The proposed study is a multicenter, prospective, randomized controlled trial that will compare the three currently available treatment options for patients with frozen shoulder. Study will include a 3-week treatment phase followed by a 12-week follow-up phase. Figure 1 shows the trial procedure, and Table 1 illustrates the trial schedule. A total of 108 FS patients will be recruited and randomized into one of three groups in a 1:1:1 ratio of the stuck-moving needle acupuncture group, common acupuncture control group, and physical exercise control group. Patients as a subject will be recruited from 3 clinical centers of Qingyang Traditional Chinese Medicine Hospital, Qingyang Xifeng district People’s Hospital, and Qingyang Second People’s Hospital from February 2020 to January 2021. All patients will be required to provide written consent to participate in the study. The study has been approved by the Ethics Committee of the Qingyang Hospital of Chinese Medicine (No.2019-12-001). Further, we have registered in the Acupuncture-Moxibustion Clinical Trial Registry (ChiMCTR1900002862) and Chinese Clinical Trial Registry (ChiCTR1900028452).
The inclusion criteria for patient selection are as follows:
The age shoulder between 40 and 70 years old.
Shoulder pain is self-reported, whereas the pain range extends from the medial side of the shoulder to the biceps area or the outside of the deltoid muscle. The VAS score is between 7 and 8 points.
The onset of pain lasts for at least 3 months.

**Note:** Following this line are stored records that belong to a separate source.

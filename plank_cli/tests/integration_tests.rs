//! Integration tests for the plankflow binary.
//!
//! These tests verify end-to-end behavior including:
//! - Simulated workouts and their summaries
//! - Scripted pause, skip and abort
//! - Preferences persistence across runs

use assert_cmd::Command;
use predicates::prelude::*;
use std::path::Path;
use tempfile::TempDir;

/// Helper to create a test data directory
fn setup_test_dir() -> TempDir {
    tempfile::tempdir().expect("Failed to create temp dir")
}

/// Helper to get the CLI binary, isolated from the user's config
fn cli(dir: &Path) -> Command {
    let mut cmd = Command::new(assert_cmd::cargo::cargo_bin!("plankflow"));
    cmd.env("XDG_CONFIG_HOME", dir.join("config"))
        .arg("--data-dir")
        .arg(dir.join("data"));
    cmd
}

/// Run a simulated workout with JSON output and parse the report
fn simulate_json(dir: &Path, extra: &[&str]) -> serde_json::Value {
    let output = cli(dir)
        .args(["start", "--simulate", "--json"])
        .args(extra)
        .output()
        .expect("Failed to run plankflow");
    assert!(output.status.success(), "{:?}", output);

    let stdout = String::from_utf8(output.stdout).unwrap();
    let start = stdout.find("\n{").expect("no JSON report in output");
    serde_json::from_str(&stdout[start..]).expect("report is not valid JSON")
}

#[test]
fn test_cli_help() {
    let temp_dir = setup_test_dir();
    cli(temp_dir.path())
        .arg("--help")
        .assert()
        .success()
        .stdout(predicate::str::contains("Guided plank workout timer"));
}

#[test]
fn test_simulated_workout_completes() {
    let temp_dir = setup_test_dir();
    cli(temp_dir.path())
        .args(["start", "--simulate"])
        .assert()
        .success()
        .stdout(predicate::str::contains("Workout complete"))
        .stdout(predicate::str::contains("Total plank time: 7:30"))
        .stdout(predicate::str::contains("Longest hold:     0:45"))
        .stdout(predicate::str::contains("prefs set --weight"));
}

#[test]
fn test_simulated_json_report() {
    let temp_dir = setup_test_dir();
    let report = simulate_json(temp_dir.path(), &[]);

    assert_eq!(report["summary"]["total_plank_ms"], 450_000);
    assert_eq!(report["summary"]["longest_hold_ms"], 45_000);
    assert!(report["summary"]["calories"].is_null());
    assert_eq!(report["session"]["segments"].as_array().unwrap().len(), 13);
}

#[test]
fn test_calories_shown_after_weight_set() {
    let temp_dir = setup_test_dir();
    cli(temp_dir.path())
        .args(["prefs", "set", "--weight", "80"])
        .assert()
        .success();

    cli(temp_dir.path())
        .args(["start", "--simulate"])
        .assert()
        .success()
        .stdout(predicate::str::contains("~30 kcal"));
}

#[test]
fn test_switch_prompt_shown_with_sound_off() {
    let temp_dir = setup_test_dir();
    cli(temp_dir.path())
        .args(["prefs", "set", "--sound", "off", "--vibration", "off"])
        .assert()
        .success();

    let output = cli(temp_dir.path())
        .args(["start", "--simulate"])
        .output()
        .expect("Failed to run plankflow");
    assert!(output.status.success());
    let stdout = String::from_utf8(output.stdout).unwrap();
    // Three mirrored exercises in the default catalog
    assert_eq!(stdout.matches("Switch sides!").count(), 3);
}

#[test]
fn test_scripted_pause_does_not_count() {
    let temp_dir = setup_test_dir();
    let report = simulate_json(temp_dir.path(), &["--script", "15:p,25:p"]);
    assert_eq!(report["summary"]["total_plank_ms"], 450_000);
}

#[test]
fn test_scripted_skip_keeps_partial_hold() {
    let temp_dir = setup_test_dir();
    let report = simulate_json(temp_dir.path(), &["--script", "20:n"]);

    let segments = report["session"]["segments"].as_array().unwrap();
    assert_eq!(segments[0]["duration_ms"], 10_000);
    assert_eq!(report["summary"]["total_plank_ms"], 10_000 + 9 * 45_000);
}

#[test]
fn test_scripted_abort() {
    let temp_dir = setup_test_dir();
    cli(temp_dir.path())
        .args(["start", "--simulate", "--script", "30:a,30:a"])
        .assert()
        .success()
        .stdout(predicate::str::contains("Workout aborted"))
        .stdout(predicate::str::contains("SESSION SUMMARY").not());
}

#[test]
fn test_bad_script_rejected() {
    let temp_dir = setup_test_dir();
    cli(temp_dir.path())
        .args(["start", "--simulate", "--script", "5:z"])
        .assert()
        .failure();
}

#[test]
fn test_script_requires_simulate() {
    let temp_dir = setup_test_dir();
    cli(temp_dir.path())
        .args(["start", "--script", "5:p"])
        .assert()
        .failure();
}

#[test]
fn test_level_and_time_scale_override() {
    let temp_dir = setup_test_dir();
    let report = simulate_json(temp_dir.path(), &["--level", "4", "--time-scale", "0.5"]);

    // 70s holds at half scale
    assert_eq!(report["summary"]["longest_hold_ms"], 35_000);
    assert_eq!(report["summary"]["total_plank_ms"], 350_000);
}

#[test]
fn test_invalid_level_rejected() {
    let temp_dir = setup_test_dir();
    cli(temp_dir.path())
        .args(["start", "--simulate", "--level", "9"])
        .assert()
        .failure();
}

#[test]
fn test_invalid_time_scale_rejected() {
    let temp_dir = setup_test_dir();
    cli(temp_dir.path())
        .args(["start", "--simulate", "--time-scale", "0"])
        .assert()
        .failure();
}

#[test]
fn test_config_file_defaults() {
    let temp_dir = setup_test_dir();
    let config_dir = temp_dir.path().join("config/plankflow");
    std::fs::create_dir_all(&config_dir).unwrap();
    std::fs::write(
        config_dir.join("config.toml"),
        "[workout]\ndefault_level = 0\n",
    )
    .unwrap();

    let report = simulate_json(temp_dir.path(), &[]);
    assert_eq!(report["summary"]["longest_hold_ms"], 35_000);
}

#[test]
fn test_levels_table() {
    let temp_dir = setup_test_dir();
    cli(temp_dir.path())
        .arg("levels")
        .assert()
        .success()
        .stdout(predicate::str::contains("Beginner"))
        .stdout(predicate::str::contains("*2     Intermediate"))
        .stdout(predicate::str::contains("Expert"));
}

#[test]
fn test_guide_lists_exercises() {
    let temp_dir = setup_test_dir();
    cli(temp_dir.path())
        .arg("guide")
        .assert()
        .success()
        .stdout(predicate::str::contains("1. Simple Elbow Plank"))
        .stdout(predicate::str::contains("(both sides)"));
}

#[test]
fn test_prefs_roundtrip() {
    let temp_dir = setup_test_dir();
    cli(temp_dir.path())
        .args([
            "prefs", "set", "--units", "imperial", "--weight", "176", "--sound", "off", "--theme",
            "light",
        ])
        .assert()
        .success()
        .stdout(predicate::str::contains("Preferences saved"));

    assert!(temp_dir.path().join("data/preferences.json").exists());

    cli(temp_dir.path())
        .args(["prefs", "show"])
        .assert()
        .success()
        .stdout(predicate::str::contains("176.0 lb"))
        .stdout(predicate::str::contains("Sound:     off"))
        .stdout(predicate::str::contains("Light"));
}

#[test]
fn test_prefs_clear_weight() {
    let temp_dir = setup_test_dir();
    cli(temp_dir.path())
        .args(["prefs", "set", "--weight", "70"])
        .assert()
        .success();
    cli(temp_dir.path())
        .args(["prefs", "set", "--clear-weight"])
        .assert()
        .success()
        .stdout(predicate::str::contains("not set"));
}

#[test]
fn test_prefs_rejects_bad_values() {
    let temp_dir = setup_test_dir();
    cli(temp_dir.path())
        .args(["prefs", "set", "--weight=-5"])
        .assert()
        .failure();
    cli(temp_dir.path())
        .args(["prefs", "set", "--sound", "loud"])
        .assert()
        .failure();

    // Nothing was written by the failed updates
    assert!(!temp_dir.path().join("data/preferences.json").exists());
}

The stiff shoulder pain is a spontaneous attack, and the shoulder lifting or external rotation function is lost by 50%, and the OSS score is between 50 and 60 points.
Being able to actively cooperate with the doctor and sign the consent form to voluntarily receive acupuncture treatment.
The exclusion criteria for patient selection are as follows:
The patient has received other treatments that may affect the effect indicators of this study, including oral painkillers for nearly 3 months and physical therapies such as acupuncture and massage.
The patient has severe life-threatening primary diseases related to liver and kidney, cardiovascular and cerebrovascular diseases, and mental illness.
Patients who are pregnant or breastfeeding which do not meet the inclusion criteria.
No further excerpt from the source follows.